The Brookings recent study also reports that mild symptoms, employer accommodations, or significant financial need can all keep people with long Covid employed. But in many cases, long Covid impacts work. Understanding that impact requires additional data points:

  • First, we need to know what percentage of people with long Covid have left the workforce or reduced their work hours. Estimates vary.  Citing several other studies in the U.S. and Great Britain, Brookings concludes that of the 16.3 million working-age Americans with long Covid, we can assume 12.2 million were in the labor force.
  • We also need to calculate the reduced hours of the people with long Covid who kept working.

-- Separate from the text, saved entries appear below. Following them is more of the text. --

//! Reed-Solomon erasure coding of video chunks.
//!
//! A chunk is encoded into `data_shards + parity_shards` equal-sized
//! fragments over GF(2^8) such that any `data_shards` of them reconstruct
//! the original payload. With the default (3, 2) configuration a 2 MiB
//! chunk becomes five ~700 KiB fragments, and the chunk survives the loss
//! of any two of them.

use reed_solomon_erasure::galois_8::ReedSolomon;

pub type Result<T> = std::result::Result<T, Error>;

#[derive(Debug, thiserror::Error)]
pub enum Error {
    #[error("chunk payload is empty")]
    EmptyChunk,
    #[error("insufficient fragments: need at least {needed}, got {got}")]
    InsufficientFragments { needed: usize, got: usize },
    #[error("fragment index {index} is out of range for a {total}-fragment encoding")]
    IndexOutOfRange { index: usize, total: usize },
    #[error("fragment {index} is {got} bytes but fragments of this chunk are {expected}")]
    MismatchedFragmentSize {
        index: usize,
        got: usize,
        expected: usize,
    },
    #[error("codec failure")]
    Codec(#[source] reed_solomon_erasure::Error),
}

/// Shard counts of a Reed-Solomon encoding.
#[derive(Debug, Clone, Copy, serde::Serialize, serde::Deserialize)]
pub struct CodecConfig {
    pub data_shards: usize,
    pub parity_shards: usize,
}

impl Default for CodecConfig {
    fn default() -> Self {
        Self {
            data_shards: 3,
            parity_shards: 2,
        }
    }
}

/// Metadata describing one fragment of an encoded chunk, before it has
/// been assigned to a storage node.
#[derive(Debug, Clone, PartialEq, serde::Serialize, serde::Deserialize)]
pub struct FragmentMeta {
    pub fragment_id: String,
    pub chunk_id: String,
    pub fragment_index: u32,
    pub size_bytes: u64,
    pub checksum: String,
}

impl FragmentMeta {
    /// Bind this fragment to the node that stores it, yielding the wire
    /// placement record.
    pub fn with_node(self, node_url: &str) -> models::FragmentSpec {
        models::FragmentSpec {
            fragment_id: self.fragment_id,
            chunk_id: self.chunk_id,
            fragment_index: self.fragment_index,
            node_url: node_url.to_string(),
            size_bytes: self.size_bytes,
            checksum: self.checksum,
        }
    }
}

/// A (K, M) Reed-Solomon codec for chunk payloads.
pub struct Codec {
    cfg: CodecConfig,
    rs: ReedSolomon,
}

impl Codec {
    pub fn new(cfg: CodecConfig) -> Result<Self> {
        let rs = ReedSolomon::new(cfg.data_shards, cfg.parity_shards).map_err(Error::Codec)?;
        Ok(Self { cfg, rs })
    }

    pub fn data_shards(&self) -> usize {
        self.cfg.data_shards
    }

    pub fn parity_shards(&self) -> usize {
        self.cfg.parity_shards
    }

    pub fn total_shards(&self) -> usize {
        self.cfg.data_shards + self.cfg.parity_shards
    }

    /// Encode `chunk` into `total_shards()` equal-sized fragments: the K
    /// data fragments in payload order followed by the M parity fragments.
    ///
    /// The payload is right-padded with zeroes to a length divisible by K;
    /// callers must retain the original length to truncate after decode.
    pub fn encode(&self, chunk: &[u8]) -> Result<Vec<Vec<u8>>> {
        if chunk.is_empty() {
            return Err(Error::EmptyChunk);
        }
        let k = self.cfg.data_shards;
        let fragment_size = chunk.len().div_ceil(k);

        let mut shards: Vec<Vec<u8>> = Vec::with_capacity(self.total_shards());
        for i in 0..k {
            let start = i * fragment_size;
            let end = (start + fragment_size).min(chunk.len());
            let mut shard = if start < chunk.len() {
                chunk[start..end].to_vec()
            } else {
                Vec::new()
            };
            shard.resize(fragment_size, 0);
            shards.push(shard);
        }
        for _ in 0..self.cfg.parity_shards {
            shards.push(vec![0u8; fragment_size]);
        }

        self.rs.encode(&mut shards).map_err(Error::Codec)?;
        Ok(shards)
    }

    /// Reconstruct the original payload from any K fragments, each tagged
    /// with its index in `[0, K+M)`. `original_len` truncates the encode-
    /// time padding.
    pub fn decode(
        &self,
        available: Vec<(usize, Vec<u8>)>,
        original_len: usize,
    ) -> Result<Vec<u8>> {
        let k = self.cfg.data_shards;
        let total = self.total_shards();

        if available.len() < k {
            return Err(Error::InsufficientFragments {
                needed: k,
                got: available.len(),
            });
        }

        let mut shards: Vec<Option<Vec<u8>>> = vec![None; total];
        let mut fragment_size = None;
        for (index, fragment) in available {
            if index >= total {
                return Err(Error::IndexOutOfRange { index, total });
            }
            match fragment_size {
                None => fragment_size = Some(fragment.len()),
                Some(expected) if fragment.len() != expected => {
                    return Err(Error::MismatchedFragmentSize {
                        index,
                        got: fragment.len(),
                        expected,
                    });
                }
                Some(_) => {}
            }
            shards[index] = Some(fragment);
        }

        // Fast path: all data fragments present, no codec work needed.
        if shards[..k].iter().all(Option::is_some) {
            return Ok(concat_data(&mut shards, k, original_len));
        }

        self.rs.reconstruct(&mut shards).map_err(Error::Codec)?;
        Ok(concat_data(&mut shards, k, original_len))
    }

    /// Describe `fragments` (as produced by [`Codec::encode`]) for the
    /// placement commit: id, index, length and checksum of each.
    pub fn fragment_metadata(&self, chunk_id: &str, fragments: &[Vec<u8>]) -> Vec<FragmentMeta> {
        fragments
            .iter()
            .enumerate()
            .map(|(index, fragment)| FragmentMeta {
                fragment_id: models::fragment_id(chunk_id, index as u32),
                chunk_id: chunk_id.to_string(),
                fragment_index: index as u32,
                size_bytes: fragment.len() as u64,
                checksum: models::content_checksum(fragment),
            })
            .collect()
    }

    /// Fraction of storage saved relative to `replication_factor` full
    /// copies: `(R - (K+M)/K) / R`.
    pub fn storage_efficiency(&self, replication_factor: u32) -> f64 {
        let r = replication_factor as f64;
        let overhead = self.total_shards() as f64 / self.cfg.data_shards as f64;
        (r - overhead) / r
    }
}

fn concat_data(shards: &mut [Option<Vec<u8>>], k: usize, original_len: usize) -> Vec<u8> {
    let mut out = Vec::with_capacity(original_len);
    for shard in shards[..k].iter_mut() {
        out.extend_from_slice(shard.as_ref().expect("data shard reconstructed"));
    }
    out.truncate(original_len);
    out
}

The Minneapolis Fed study found that, on average, they reduced their hours by 10 hours a week; using that number and a 40-hour work week, we can assume that these workers reduced their hours by 25%.  Using the Minneapolis Fed, and different data from two other studies on the extent of work reductions gives us 2 million, 3 million, and 4 million full-time equivalent workers out of the labor force due to long Covid, respectively. The midpoint of this range—3 million full-time equivalent workers—is 1.8% of the entire U.S. civilian labor force.

This may sound unbelievably high, but it is not inconsistent with the experiences of comparable economies. For example, a Bank of England representative recently stated that labor force participation has dropped by around 1.3% across the entire 16- to 64-year-old population and that the majority of that impact is from the rise in long-term sickness suspected to be long Covid. Meanwhile, one-quarter of UK companies cite long Covid as one of the main causes of long-term staff absence.

It is also consistent with the current labor market experience in the U.S., where employers in face-to-face industries such as education, transportation, food service, hospitality, and health and social care are facing persistent labor shortages.

Editor’s comments: While this academic report is focused on economics, it raises an important perspective on assessing public health risks.  This report and its finding are already being seen by many experts as pathfinding in that it proposes an outline of the extent of long Covid that even now appears to be unreasonably larger than suspected.  It challenges prior assumptions and is encouraging further research to refute or confirm these conclusions.  The public has been told there is a shortage of teachers because of the pressures of culture wars, and frustrations over Covid restrictions.  What if many teachers are leaving their profession because of chronic disabilities not before seen as related to long Covid?  Has long Covid played a factor in the shortage of hotel and restaurant workers?  Truck drivers?  How will individuals assess their personal risks differently if this theory turns out to be true – if there really are increased long-term health risks than from what is now seen as an easily treated minor disease?